**EXERCISE BRIEF:** A word-for-word transcription of the data below is required.
═══ SUPPLIED ENTRIES ═══
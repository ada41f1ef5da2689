//! Command-line front end for the concatenation-to-interpolation engine.
//!
//! ```bash
//! concat-interp --var name=string '"Hello, " + name + "!"'
//! echo '"n=" + n' | concat-interp --dialect python --var n=int
//! ```

use std::io::{self, IsTerminal, Read};

use anyhow::{Context, Result, bail};
use clap::Parser;
use tracing::debug;
use tracing_subscriber::EnvFilter;

use concat_interp::{
    Conversion, ConvertOptions, Registry, Type, TypeEnv, convert_with_options, parse_expr,
};

#[derive(Parser)]
#[command(name = "concat-interp")]
#[command(about = "Convert string concatenation chains into interpolated strings", long_about = None)]
struct Cli {
    /// Expression to convert. Read from stdin when omitted.
    expression: Option<String>,

    /// Target template syntax
    #[arg(short, long, default_value = "csharp")]
    dialect: String,

    /// Declare a variable type, e.g. `--var count=int`
    #[arg(long = "var", value_name = "NAME=TYPE", value_parser = parse_binding)]
    vars: Vec<(String, Type)>,

    /// Declare a function return type, e.g. `--fn Describe=string`
    #[arg(long = "fn", value_name = "NAME=TYPE", value_parser = parse_binding)]
    functions: Vec<(String, Type)>,

    /// Byte offset of the node to start from (defaults to the whole expression)
    #[arg(long)]
    at: Option<usize>,

    /// Abort chains with more operands than this
    #[arg(long)]
    max_leaves: Option<u64>,

    /// Print the segment list instead of the rendered template
    #[arg(long)]
    segments: bool,

    /// Enable debug logging
    #[arg(short, long)]
    verbose: bool,
}

fn parse_binding(s: &str) -> Result<(String, Type), String> {
    let (name, ty) = s
        .split_once('=')
        .ok_or_else(|| format!("expected NAME=TYPE, got `{s}`"))?;
    let name = name.trim();
    if name.is_empty() {
        return Err(format!("missing name in `{s}`"));
    }
    let ty = match ty.parse::<Type>() {
        Ok(ty) => ty,
        Err(never) => match never {},
    };
    Ok((name.to_string(), ty))
}

fn init_tracing(verbose: bool) {
    let default = if verbose { "concat_interp=debug" } else { "warn" };
    let filter =
        EnvFilter::try_from_default_env().unwrap_or_else(|_| EnvFilter::new(default));
    tracing_subscriber::fmt()
        .with_env_filter(filter)
        .with_writer(io::stderr)
        .init();
}

fn read_expression(arg: Option<String>) -> Result<String> {
    if let Some(expr) = arg {
        return Ok(expr);
    }
    let stdin = io::stdin();
    if stdin.is_terminal() {
        bail!("no expression given; pass one as an argument or pipe it on stdin");
    }
    let mut buf = String::new();
    stdin
        .lock()
        .read_to_string(&mut buf)
        .context("failed to read expression from stdin")?;
    Ok(buf.trim_end().to_string())
}

fn main() -> Result<()> {
    let cli = Cli::parse();
    init_tracing(cli.verbose);

    let registry = Registry::with_builtins();
    let Some(dialect) = registry.get(&cli.dialect) else {
        let known = registry.names().collect::<Vec<_>>().join(", ");
        bail!("unknown dialect `{}` (known: {known})", cli.dialect);
    };

    let mut env = TypeEnv::new();
    for (name, ty) in cli.vars {
        env.declare(name, ty);
    }
    for (name, ty) in cli.functions {
        env.declare_function(name, ty);
    }

    let source = read_expression(cli.expression)?;
    let tree = match parse_expr(&source) {
        Ok(tree) => tree,
        Err(errors) => {
            for e in &errors {
                eprintln!("{}", e.format_with_source(&source, Some("<input>")));
            }
            bail!("failed to parse expression");
        }
    };
    debug!(nodes = tree.len(), "parsed expression");

    let node = match cli.at {
        Some(offset) => tree
            .node_at(offset)
            .with_context(|| format!("no expression at offset {offset}"))?,
        None => tree.root(),
    };

    let mut options = ConvertOptions::new();
    if let Some(max) = cli.max_leaves {
        options = options.max_leaves(max);
    }

    match convert_with_options(&tree, node, &env, dialect, options)? {
        Conversion::Offered(replacement) => {
            if cli.segments {
                for segment in replacement.interpolated.segments() {
                    println!("{segment}");
                }
            } else {
                println!("{}", replacement.apply(&source));
            }
        }
        Conversion::NotApplicable(reason) => {
            eprintln!("not applicable: {reason}");
            std::process::exit(1);
        }
    }

    Ok(())
}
═══
**EXERCISE RESPONSE:**
repository ada41f1ef5da2689
//! Command-line front end for the concatenation-to-interpolation engine.
//!
//! ```bash
//! concat-interp --var name=string '"Hello, " + name + "!"'
//! echo '"n=" + n' | concat-interp --dialect python --var n=int
//! ```

use std::io::{self, IsTerminal, Read};

use anyhow::{Context, Result, bail};
use clap::Parser;
use tracing::debug;
use tracing_subscriber::EnvFilter;

use concat_interp::{
    Conversion, ConvertOptions, Registry, Type, TypeEnv, convert_with_options, parse_expr,
};

#[derive(Parser)]
#[command(name = "concat-interp")]
#[command(about = "Convert string concatenation chains into interpolated strings", long_about = None)]
struct Cli {
    /// Expression to convert. Read from stdin when omitted.
    expression: Option<String>,

    /// Target template syntax
    #[arg(short, long, default_value = "csharp")]
    dialect: String,

    /// Declare a variable type, e.g. `--var count=int`
    #[arg(long = "var", value_name = "NAME=TYPE", value_parser = parse_binding)]
    vars: Vec<(String, Type)>,

    /// Declare a function return type, e.g. `--fn Describe=string`
    #[arg(long = "fn", value_name = "NAME=TYPE", value_parser = parse_binding)]
    functions: Vec<(String, Type)>,

    /// Byte offset of the node to start from (defaults to the whole expression)
    #[arg(long)]
    at: Option<usize>,

    /// Abort chains with more operands than this
    #[arg(long)]
    max_leaves: Option<u64>,

    /// Print the segment list instead of the rendered template
    #[arg(long)]
    segments: bool,

    /// Enable debug logging
    #[arg(short, long)]
    verbose: bool,
}

fn parse_binding(s: &str) -> Result<(String, Type), String> {
    let (name, ty) = s
        .split_once('=')
        .ok_or_else(|| format!("expected NAME=TYPE, got `{s}`"))?;
    let name = name.trim();
    if name.is_empty() {
        return Err(format!("missing name in `{s}`"));
    }
    let ty = match ty.parse::<Type>() {
        Ok(ty) => ty,
        Err(never) => match never {},
    };
    Ok((name.to_string(), ty))
}

fn init_tracing(verbose: bool) {
    let default = if verbose { "concat_interp=debug" } else { "warn" };
    let filter =
        EnvFilter::try_from_default_env().unwrap_or_else(|_| EnvFilter::new(default));
    tracing_subscriber::fmt()
        .with_env_filter(filter)
        .with_writer(io::stderr)
        .init();
}

fn read_expression(arg: Option<String>) -> Result<String> {
    if let Some(expr) = arg {
        return Ok(expr);
    }
    let stdin = io::stdin();
    if stdin.is_terminal() {
        bail!("no expression given; pass one as an argument or pipe it on stdin");
    }
    let mut buf = String::new();
    stdin
        .lock()
        .read_to_string(&mut buf)
        .context("failed to read expression from stdin")?;
    Ok(buf.trim_end().to_string())
}

fn main() -> Result<()> {
    let cli = Cli::parse();
    init_tracing(cli.verbose);

    let registry = Registry::with_builtins();
    let Some(dialect) = registry.get(&cli.dialect) else {
        let known = registry.names().collect::<Vec<_>>().join(", ");
        bail!("unknown dialect `{}` (known: {known})", cli.dialect);
    };

    let mut env = TypeEnv::new();
    for (name, ty) in cli.vars {
        env.declare(name, ty);
    }
    for (name, ty) in cli.functions {
        env.declare_function(name, ty);
    }

    let source = read_expression(cli.expression)?;
    let tree = match parse_expr(&source) {
        Ok(tree) => tree,
        Err(errors) => {
            for e in &errors {
                eprintln!("{}", e.format_with_source(&source, Some("<input>")));
            }
            bail!("failed to parse expression");
        }
    };
    debug!(nodes = tree.len(), "parsed expression");

    let node = match cli.at {
        Some(offset) => tree
            .node_at(offset)
            .with_context(|| format!("no expression at offset {offset}"))?,
        None => tree.root(),
    };

    let mut options = ConvertOptions::new();
    if let Some(max) = cli.max_leaves {
        options = options.max_leaves(max);
    }

    match convert_with_options(&tree, node, &env, dialect, options)? {
        Conversion::Offered(replacement) => {
            if cli.segments {
                for segment in replacement.interpolated.segments() {
                    println!("{segment}");
                }
            } else {
                println!("{}", replacement.apply(&source));
            }
        }
        Conversion::NotApplicable(reason) => {
            eprintln!("not applicable: {reason}");
            std::process::exit(1);
        }
    }

    Ok(())
}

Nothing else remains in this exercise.